それは薔薇の魔法~番外編~
その花との別れ、喪失
「晴れてよかったわねぇ」
「えぇ、」
綺麗な青空が広がる城内の庭でローブを羽織ったマリーとジルバさん、そしてローズちゃんが旅立ちの準備をしていた。
こうやって実際に見ると本当に行ってしまうのだと哀愁を感じてしまう。アランにとってのジルバさんのように私にとってもマリーはとても大切な友人になってしまったのだもの。まぁそれは私だけではないみたいだけれど。
「ほら、ローズ。お兄ちゃんにばいばいしないと」
「やぁ、やだあぁ…ひっく、おにいちゃ、」
ぽろぽろと大きなピンクの瞳からとめどなく涙を溢れさせていやいやとシリルに抱き付いたまま離れない様子のローズちゃんにシリルまで泣きそうな顔で困っている。
シリルは他の子と比べると早熟しているけれどまだ子どもだものね。きっとローズちゃんの感情に引っ張られているのだろう。
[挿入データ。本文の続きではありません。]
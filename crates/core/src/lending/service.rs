//! Lending service: borrow, return and review eligibility rules.
//!
//! The service holds no state besides its policy. Persistence layers read the
//! facts it needs (copy counts, active borrows, review history), ask it for a
//! decision, then apply the resulting mutation atomically.

use chrono::{Days, NaiveDate};
use libris_shared::types::{BookId, BorrowRecordId, UserId};

use super::error::LendingError;
use super::types::{BorrowRecord, CopyCount, LendingPolicy};

/// Lending ledger rules, parameterized by a [`LendingPolicy`].
#[derive(Debug, Clone, Copy, Default)]
pub struct LendingService {
    policy: LendingPolicy,
}

impl LendingService {
    /// Creates a service with the given policy.
    #[must_use]
    pub const fn new(policy: LendingPolicy) -> Self {
        Self { policy }
    }

    /// The policy in force.
    #[must_use]
    pub const fn policy(&self) -> LendingPolicy {
        self.policy
    }

    /// Checks whether a student may borrow a book.
    ///
    /// Preconditions are evaluated in order and the first failure wins:
    /// 1. a copy is on the shelf
    /// 2. the student does not already hold this book
    /// 3. the student is below the borrow limit
    ///
    /// # Errors
    ///
    /// `NoCopiesAvailable`, `AlreadyBorrowed` or `BorrowLimitExceeded`.
    pub fn check_borrow(
        &self,
        copies: CopyCount,
        already_borrowed: bool,
        active_count: u64,
    ) -> Result<(), LendingError> {
        if !copies.is_available() {
            return Err(LendingError::NoCopiesAvailable);
        }
        if already_borrowed {
            return Err(LendingError::AlreadyBorrowed);
        }
        if active_count >= u64::from(self.policy.max_borrow_limit) {
            return Err(LendingError::BorrowLimitExceeded {
                limit: self.policy.max_borrow_limit,
            });
        }
        Ok(())
    }

    /// Due date for a loan starting `today`.
    #[must_use]
    pub fn due_date(&self, today: NaiveDate) -> NaiveDate {
        today
            .checked_add_days(Days::new(u64::from(self.policy.loan_period_days)))
            .unwrap_or(NaiveDate::MAX)
    }

    /// Picks the due date for a loan, honoring an explicit override.
    ///
    /// # Errors
    ///
    /// Returns `InvalidDueDate` if the override precedes `borrow_date`.
    pub fn resolve_due_date(
        &self,
        borrow_date: NaiveDate,
        explicit: Option<NaiveDate>,
    ) -> Result<NaiveDate, LendingError> {
        match explicit {
            Some(due_date) if due_date < borrow_date => Err(LendingError::InvalidDueDate {
                borrow_date,
                due_date,
            }),
            Some(due_date) => Ok(due_date),
            None => Ok(self.due_date(borrow_date)),
        }
    }

    /// Validates a borrow and produces the new record with the updated copy
    /// count. The caller persists both together.
    ///
    /// `due_date` overrides the policy's loan period when given.
    ///
    /// # Errors
    ///
    /// Any error from [`Self::check_borrow`], then `InvalidDueDate` for an
    /// override earlier than `today`.
    #[allow(clippy::too_many_arguments)]
    pub fn open_loan(
        &self,
        id: BorrowRecordId,
        student_id: UserId,
        book_id: BookId,
        copies: CopyCount,
        already_borrowed: bool,
        active_count: u64,
        today: NaiveDate,
        due_date: Option<NaiveDate>,
    ) -> Result<(BorrowRecord, CopyCount), LendingError> {
        self.check_borrow(copies, already_borrowed, active_count)?;
        let due_date = self.resolve_due_date(today, due_date)?;
        let copies = copies.checkout()?;
        let record = BorrowRecord::open(id, student_id, book_id, today, due_date)?;
        Ok((record, copies))
    }

    /// Checks whether `record` may be returned.
    ///
    /// `requester` is the student asking; `None` is the staff path, which
    /// skips the ownership check.
    ///
    /// # Errors
    ///
    /// Returns `NotBorrowedOrNotOwner` if the record is not active, or the
    /// requester does not own it.
    pub fn check_return(
        &self,
        record: &BorrowRecord,
        requester: Option<UserId>,
    ) -> Result<(), LendingError> {
        if !record.is_active() {
            return Err(LendingError::NotBorrowedOrNotOwner);
        }
        match requester {
            Some(student) if student != record.student_id() => {
                Err(LendingError::NotBorrowedOrNotOwner)
            }
            _ => Ok(()),
        }
    }

    /// Validates a return, closes the record and produces the updated copy
    /// count. The caller persists both together.
    ///
    /// # Errors
    ///
    /// `NotBorrowedOrNotOwner`, or `CopyCountInvariant` if the book already
    /// has every copy on the shelf.
    pub fn close_loan(
        &self,
        record: &mut BorrowRecord,
        copies: CopyCount,
        requester: Option<UserId>,
        today: NaiveDate,
    ) -> Result<CopyCount, LendingError> {
        self.check_return(record, requester)?;
        let copies = copies.checkin()?;
        record.mark_returned(today)?;
        Ok(copies)
    }

    /// Checks whether a student may review a book.
    ///
    /// # Errors
    ///
    /// `NoReturnedBorrowFound` if the student never returned a borrow of the
    /// book, otherwise `AlreadyReviewed` if they reviewed it.
    pub fn check_review(
        &self,
        has_returned: bool,
        already_reviewed: bool,
    ) -> Result<(), LendingError> {
        if !has_returned {
            return Err(LendingError::NoReturnedBorrowFound);
        }
        if already_reviewed {
            return Err(LendingError::AlreadyReviewed);
        }
        Ok(())
    }

    /// Boolean form of [`Self::check_review`].
    #[must_use]
    pub fn can_review(&self, has_returned: bool, already_reviewed: bool) -> bool {
        self.check_review(has_returned, already_reviewed).is_ok()
    }
}

#[cfg(test)]
mod tests {
    use super::*;
    use rstest::rstest;

    fn today() -> NaiveDate {
        NaiveDate::from_ymd_opt(2026, 5, 1).unwrap()
    }

    fn service() -> LendingService {
        LendingService::default()
    }

    fn copies(total: u32, available: u32) -> CopyCount {
        CopyCount::new(total, available).unwrap()
    }

    #[rstest]
    #[case(copies(3, 0), true, 5, LendingError::NoCopiesAvailable)]
    #[case(copies(3, 1), true, 5, LendingError::AlreadyBorrowed)]
    #[case(copies(3, 1), false, 5, LendingError::BorrowLimitExceeded { limit: 5 })]
    fn test_borrow_preconditions_in_order(
        #[case] c: CopyCount,
        #[case] already: bool,
        #[case] active: u64,
        #[case] expected: LendingError,
    ) {
        assert_eq!(service().check_borrow(c, already, active), Err(expected));
    }

    #[test]
    fn test_borrow_below_limit_succeeds() {
        assert!(service().check_borrow(copies(1, 1), false, 4).is_ok());
    }

    #[test]
    fn test_limit_is_configurable() {
        let strict = LendingService::new(LendingPolicy {
            max_borrow_limit: 1,
            loan_period_days: 14,
        });
        assert!(strict.check_borrow(copies(2, 2), false, 0).is_ok());
        assert_eq!(
            strict.check_borrow(copies(2, 2), false, 1),
            Err(LendingError::BorrowLimitExceeded { limit: 1 })
        );
    }

    #[test]
    fn test_due_date_is_loan_period_later() {
        assert_eq!(
            service().due_date(today()),
            NaiveDate::from_ymd_opt(2026, 5, 15).unwrap()
        );
    }

    #[test]
    fn test_explicit_due_date() {
        let s = service();
        let earlier = NaiveDate::from_ymd_opt(2026, 4, 30).unwrap();
        let later = NaiveDate::from_ymd_opt(2026, 6, 1).unwrap();
        assert_eq!(s.resolve_due_date(today(), Some(later)), Ok(later));
        assert_eq!(s.resolve_due_date(today(), Some(today())), Ok(today()));
        assert_eq!(s.resolve_due_date(today(), None), Ok(s.due_date(today())));
        assert!(matches!(
            s.resolve_due_date(today(), Some(earlier)),
            Err(LendingError::InvalidDueDate { .. })
        ));
    }

    #[test]
    fn test_open_and_close_loan() {
        let s = service();
        let student = UserId::new();
        let (mut record, after_borrow) = s
            .open_loan(
                BorrowRecordId::new(),
                student,
                BookId::new(),
                copies(1, 1),
                false,
                0,
                today(),
                None,
            )
            .unwrap();
        assert_eq!(after_borrow.available(), 0);
        assert_eq!(record.borrow_date(), today());
        assert_eq!(record.due_date(), s.due_date(today()));

        let after_return = s
            .close_loan(&mut record, after_borrow, Some(student), today())
            .unwrap();
        assert_eq!(after_return.available(), 1);
        assert!(!record.is_active());

        assert_eq!(
            s.close_loan(&mut record, after_return, Some(student), today()),
            Err(LendingError::NotBorrowedOrNotOwner)
        );
    }

    #[test]
    fn test_open_loan_with_explicit_due_date() {
        let s = service();
        let due = NaiveDate::from_ymd_opt(2026, 5, 8).unwrap();
        let (record, _) = s
            .open_loan(
                BorrowRecordId::new(),
                UserId::new(),
                BookId::new(),
                copies(2, 2),
                false,
                0,
                today(),
                Some(due),
            )
            .unwrap();
        assert_eq!(record.due_date(), due);

        let earlier = NaiveDate::from_ymd_opt(2026, 4, 20).unwrap();
        assert!(matches!(
            s.open_loan(
                BorrowRecordId::new(),
                UserId::new(),
                BookId::new(),
                copies(2, 2),
                false,
                0,
                today(),
                Some(earlier),
            ),
            Err(LendingError::InvalidDueDate { .. })
        ));
        // Shelf refusals come first.
        assert_eq!(
            s.open_loan(
                BorrowRecordId::new(),
                UserId::new(),
                BookId::new(),
                copies(2, 0),
                false,
                0,
                today(),
                Some(earlier),
            )
            .map(|_| ()),
            Err(LendingError::NoCopiesAvailable)
        );
    }

    #[test]
    fn test_return_by_other_student_is_rejected_but_staff_may_return() {
        let s = service();
        let (record, _) = s
            .open_loan(
                BorrowRecordId::new(),
                UserId::new(),
                BookId::new(),
                copies(1, 1),
                false,
                0,
                today(),
                None,
            )
            .unwrap();
        assert_eq!(
            s.check_return(&record, Some(UserId::new())),
            Err(LendingError::NotBorrowedOrNotOwner)
        );
        assert!(s.check_return(&record, None).is_ok());
    }

    #[rstest]
    #[case(false, false, Err(LendingError::NoReturnedBorrowFound))]
    #[case(false, true, Err(LendingError::NoReturnedBorrowFound))]
    #[case(true, true, Err(LendingError::AlreadyReviewed))]
    #[case(true, false, Ok(()))]
    fn test_review_gate(
        #[case] has_returned: bool,
        #[case] already_reviewed: bool,
        #[case] expected: Result<(), LendingError>,
    ) {
        assert_eq!(service().check_review(has_returned, already_reviewed), expected);
        assert_eq!(
            service().can_review(has_returned, already_reviewed),
            expected.is_ok()
        );
    }
}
ぐずるローズちゃんをマリーが抱き上げてアランもシリルを抱きしめる。というかシリルがアランに抱き付いたというのが正しいかしら?あらあら珍しいこと。
「ほーら、ローズもシリル坊もこれが永遠の別れってわけじゃないんだからもう泣かないの。ほっぺたが落ちちゃうよー?」
「ジルにぃ…また会えるよね?」
「うんうん、会える会える。シリル坊の成長した姿見たいからねぇ」
わしゃわしゃと慰めるにしては少々乱暴にジルバさんがシリルの頭を撫でる。アランの友達っていうのもあるんでしょうけど、シリルもジルバさんに懐くのは早かった。
ローズちゃんほどではないにしろ潤んだ紫の瞳から雫が落ちないようにしながらもシリルはこくんと頷いた。それを見てニッコリと見惚れるように笑うジルバさんはそっとその手を放して。
「じゃあまたな!」
ジルバさんの明るい顔とマリーのやさしい顔、まだ涙は浮かんでいるものの精一杯の笑顔を浮かべたローズちゃんに私たちは手を振って別れた。ほぼ数時間後、その笑顔が永遠にみられなくなることなんて考えもせずに。